これだけでも、十分に「九」づくしですが、記念館には、坂本九の「九」があらゆるところで見られます。まず建物に入る前に、出迎えてくれるのが、漢字の「九」の文字をかたどった門。9角形の棟の中には、さらに9角形のショーケースがあり、坂本九の写真や記念品、愛用の品などが所狭しと飾られています。
入館料は無料ですが、受付には募金箱が置かれている他、障がい者たちが作った商品や、坂本九のCDを購入することも可能です。坂本九が「ふれあい広場・サンデー九」で取り上げた福祉情報も数多く見ることができる希少な記念館で、観光地として訪れるだけでなく、福祉に関する資料館としても優れた記念館となっています。
坂本九の偉大さをベビメタの話題で再確認
坂本九が飛行機事故で亡くなったことは、芸能界において、大きな損失でした。もしも……などと仮定の話を始めればキリがありませんが、もしも坂本九が生きていたなら、芸能界で絶大な存在となり、誰もが敬う重鎮になっていたに違いありません。なぜなら、世界各国で1300万枚を超える売り上げを誇る歌「上を向いて歩こう」は、坂本九にとってだけではなく、日本の財産として歌い継がれるべき曲のひとつになっていると言えるからです。
つい最近では、メタルダンスユニットのベビーメタルが、Billboardワールドアルバムチャートで1位を獲得したという話題から、坂本九が「上を向いて歩こう」で成し遂げた快挙の凄さが再認識されています。さらに、ジャズチャートでは、上原ひろみが日本人初の1位を獲得。坂本九に続けとばかりに、日本人ミュージシャンの躍進が続いているのです。
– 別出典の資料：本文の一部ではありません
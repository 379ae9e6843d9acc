//! Spatial tasks
//!
//! A spatial task is registered once and executed once per execution unit.
//! The coordinator keeps one child [`Task`] per unit, created through the
//! task's factory so each child can capture unit-scoped state:
//!
//! ```text
//!   ParallelTask ──factory(unit)──▶ child on unit A's TaskManager
//!                 ──factory(unit)──▶ child on unit B's TaskManager
//!                 ...
//! ```
//!
//! Children are added when units register and removed when they unregister.
//! Units are held weakly; a periodic prune sweep drops bookkeeping for units
//! that were reclaimed without an unregister event.

use std::fmt;
use std::sync::atomic::{AtomicU64, Ordering};
use std::sync::{Arc, Weak};

use crossbeam::queue::SegQueue;
use hashbrown::HashMap;
use parking_lot::Mutex;
use tracing::{debug, warn};

use crate::error::{SchedulerError, SchedulerResult};
use crate::task::{Owner, Runnable, Task, TaskId, TaskOptions};
use crate::unit::{UnitExecutor, UnitId};

/// Produces the unit-scoped body of a spatial task's child
pub type ParallelFactory = Arc<dyn Fn(&UnitExecutor, &ParallelTask) -> Runnable + Send + Sync>;

/// Logical parent of a spatial task
#[derive(Debug, Clone)]
pub struct ParallelTask {
    id: TaskId,
    owner: Owner,
    options: TaskOptions,
}

impl ParallelTask {
    #[inline]
    #[must_use]
    pub const fn id(&self) -> TaskId {
        self.id
    }

    #[inline]
    #[must_use]
    pub const fn owner(&self) -> &Owner {
        &self.owner
    }

    #[inline]
    #[must_use]
    pub const fn options(&self) -> TaskOptions {
        self.options
    }
}

struct Child {
    task: TaskId,
    unit: Weak<UnitExecutor>,
}

impl Child {
    fn is_live(&self) -> bool {
        self.unit
            .upgrade()
            .is_some_and(|unit| unit.task_manager().is_queued(self.task))
    }
}

struct Children {
    alive: bool,
    /// Set once the task has been offered to the units present at registration
    fanned_out: bool,
    by_unit: HashMap<UnitId, Child>,
}

struct Registration {
    parent: ParallelTask,
    factory: ParallelFactory,
    children: Mutex<Children>,
}

impl Registration {
    /// One-shot tasks only reach units present when they were fanned out
    fn accepts_new_units(&self) -> bool {
        let children = self.children.lock();
        children.alive && (self.parent.options.is_repeating() || !children.fanned_out)
    }

    fn attach(&self, unit: &Arc<UnitExecutor>) {
        let mut children = self.children.lock();
        if !children.alive || children.by_unit.contains_key(&unit.id()) {
            return;
        }
        let body = (self.factory)(unit, &self.parent);
        let manager = unit.task_manager();
        let task = Task::new(self.parent.owner.clone(), self.parent.options, body, manager.up_time())
            .with_parent(self.parent.id);
        match manager.submit(Arc::new(task)) {
            Ok(task) => {
                children.by_unit.insert(
                    unit.id(),
                    Child {
                        task,
                        unit: Arc::downgrade(unit),
                    },
                );
            }
            Err(err) => warn!(
                task = %self.parent.id,
                unit = %unit.name(),
                error = %err,
                "failed to schedule spatial child"
            ),
        }
    }

    fn detach(&self, unit: UnitId) {
        let Some(child) = self.children.lock().by_unit.remove(&unit) else {
            return;
        };
        if let Some(unit) = child.unit.upgrade() {
            unit.task_manager().cancel(child.task);
        }
    }

    fn stop(&self) {
        let mut children = self.children.lock();
        children.alive = false;
        for (_, child) in children.by_unit.drain() {
            if let Some(unit) = child.unit.upgrade() {
                unit.task_manager().cancel(child.task);
            }
        }
    }
}

/// Keeps exactly one child per registered unit for every spatial task
pub struct ParallelTaskCoordinator {
    registrations: Mutex<HashMap<TaskId, Arc<Registration>>>,
    new_tasks: SegQueue<Arc<Registration>>,
    new_units: SegQueue<Weak<UnitExecutor>>,
    dead_units: SegQueue<UnitId>,
    prune_interval: u64,
    heartbeats: AtomicU64,
}

impl Default for ParallelTaskCoordinator {
    fn default() -> Self {
        Self::new(20)
    }
}

impl ParallelTaskCoordinator {
    /// `prune_interval` is the number of heartbeats between prune sweeps
    #[must_use]
    pub fn new(prune_interval: u64) -> Self {
        Self {
            registrations: Mutex::new(HashMap::new()),
            new_tasks: SegQueue::new(),
            new_units: SegQueue::new(),
            dead_units: SegQueue::new(),
            prune_interval: prune_interval.max(1),
            heartbeats: AtomicU64::new(0),
        }
    }

    /// Register a spatial task; children are created on the next heartbeat.
    pub fn schedule<F>(&self, owner: &Owner, options: TaskOptions, factory: F) -> SchedulerResult<TaskId>
    where
        F: Fn(&UnitExecutor, &ParallelTask) -> Runnable + Send + Sync + 'static,
    {
        if !options.sync {
            return Err(SchedulerError::AsyncNotSupported("spatial tasks".to_string()));
        }
        let registration = Arc::new(Registration {
            parent: ParallelTask {
                id: TaskId::next(),
                owner: owner.clone(),
                options,
            },
            factory: Arc::new(factory),
            children: Mutex::new(Children {
                alive: true,
                fanned_out: false,
                by_unit: HashMap::new(),
            }),
        });
        let id = registration.parent.id;
        self.registrations.lock().insert(id, Arc::clone(&registration));
        self.new_tasks.push(registration);
        Ok(id)
    }

    /// Queue a unit to receive children on the next heartbeat
    pub fn register_unit(&self, unit: &Arc<UnitExecutor>) {
        self.new_units.push(Arc::downgrade(unit));
    }

    /// Queue removal of a unit's children on the next heartbeat
    pub fn unregister_unit(&self, unit: UnitId) {
        self.dead_units.push(unit);
    }

    /// Apply queued task and unit changes. `units` is the current topology.
    pub fn heartbeat(&self, units: &[Arc<UnitExecutor>]) {
        while let Some(registration) = self.new_tasks.pop() {
            for unit in units {
                registration.attach(unit);
            }
            registration.children.lock().fanned_out = true;
        }

        while let Some(unit) = self.new_units.pop() {
            let Some(unit) = unit.upgrade() else {
                continue;
            };
            for registration in self.snapshot() {
                if registration.accepts_new_units() {
                    registration.attach(&unit);
                }
            }
        }

        while let Some(unit) = self.dead_units.pop() {
            for registration in self.snapshot() {
                registration.detach(unit);
            }
        }

        let beats = self.heartbeats.fetch_add(1, Ordering::Relaxed) + 1;
        if beats % self.prune_interval == 0 {
            self.prune();
        }
    }

    /// Drop children whose unit has been reclaimed, and finished one-shot
    /// registrations. Returns the number of children removed.
    pub fn prune(&self) -> usize {
        let mut pruned = 0;
        let mut finished = Vec::new();
        for registration in self.snapshot() {
            let mut children = registration.children.lock();
            let before = children.by_unit.len();
            children.by_unit.retain(|_, child| child.unit.strong_count() > 0);
            pruned += before - children.by_unit.len();

            let one_shot = !registration.parent.options.is_repeating();
            if one_shot && children.fanned_out && !children.by_unit.values().any(Child::is_live) {
                finished.push(registration.parent.id);
            }
        }
        if !finished.is_empty() {
            let mut registrations = self.registrations.lock();
            for id in &finished {
                registrations.remove(id);
            }
        }
        if pruned > 0 {
            debug!(pruned, "pruned spatial children of reclaimed units");
        }
        pruned
    }

    // ========================================================================
    // Cancellation
    // ========================================================================

    /// Stop a spatial task and every child on every live unit
    pub fn cancel(&self, id: TaskId) -> bool {
        let Some(registration) = self.registrations.lock().remove(&id) else {
            return false;
        };
        registration.stop();
        true
    }

    pub fn cancel_owner(&self, owner: &Owner) -> usize {
        let ids: Vec<TaskId> = self
            .registrations
            .lock()
            .values()
            .filter(|r| r.parent.owner == *owner)
            .map(|r| r.parent.id)
            .collect();
        ids.into_iter().filter(|&id| self.cancel(id)).count()
    }

    pub fn cancel_all(&self) -> usize {
        let ids: Vec<TaskId> = self.registrations.lock().keys().copied().collect();
        ids.into_iter().filter(|&id| self.cancel(id)).count()
    }

    // ========================================================================
    // Introspection
    // ========================================================================

    #[must_use]
    pub fn is_registered(&self, id: TaskId) -> bool {
        self.registrations.lock().contains_key(&id)
    }

    #[must_use]
    pub fn registration_count(&self) -> usize {
        self.registrations.lock().len()
    }

    /// Children whose unit is alive and whose task is still scheduled
    #[must_use]
    pub fn active_children(&self, id: TaskId) -> usize {
        let Some(registration) = self.registrations.lock().get(&id).cloned() else {
            return 0;
        };
        let children = registration.children.lock();
        children.by_unit.values().filter(|child| child.is_live()).count()
    }

    /// Units holding bookkeeping for this task, in id order
    #[must_use]
    pub fn child_units(&self, id: TaskId) -> Vec<UnitId> {
        let Some(registration) = self.registrations.lock().get(&id).cloned() else {
            return Vec::new();
        };
        let mut units: Vec<UnitId> = registration.children.lock().by_unit.keys().copied().collect();
        units.sort_unstable();
        units
    }

    fn snapshot(&self) -> Vec<Arc<Registration>> {
        self.registrations.lock().values().cloned().collect()
    }
}

impl fmt::Debug for ParallelTaskCoordinator {
    fn fmt(&self, f: &mut fmt::Formatter<'_>) -> fmt::Result {
        f.debug_struct("ParallelTaskCoordinator")
            .field("registrations", &self.registrations.lock().len())
            .field("new_tasks", &self.new_tasks.len())
            .field("new_units", &self.new_units.len())
            .field("dead_units", &self.dead_units.len())
            .finish_non_exhaustive()
    }
}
世界中にこれだけある楽曲の中、日本の曲がランキングされることは本当に素晴らしいこと。53年前にHot1003週連続1位を獲得した坂本九も、このランキング入りを聞いて、天国で拍手喝采していることでしょう。
不滅の記録を成し遂げた坂本九でしたが、飛行機事故によって急逝し、伝説となってしまいました。突然坂本九を失って悲痛な思いをしたファンはもちろんですが、やはり最も苦しみ抜いたのは、家族。当時6年生だった長女で、今は歌手として活動している大島花子は、「感情のスイッチをオフにした」と語っています。
おとなになった今でも、父親の飛行機事故の映像などを目にすると「感情のスイッチをオフ」という作業をしなければ、見ることができないそうです。「上を向いて歩こう」を聞いて、事故からの教訓への思いを新たにする、そういった意味でも、坂本九が遺したものは大きいといえるでしょう。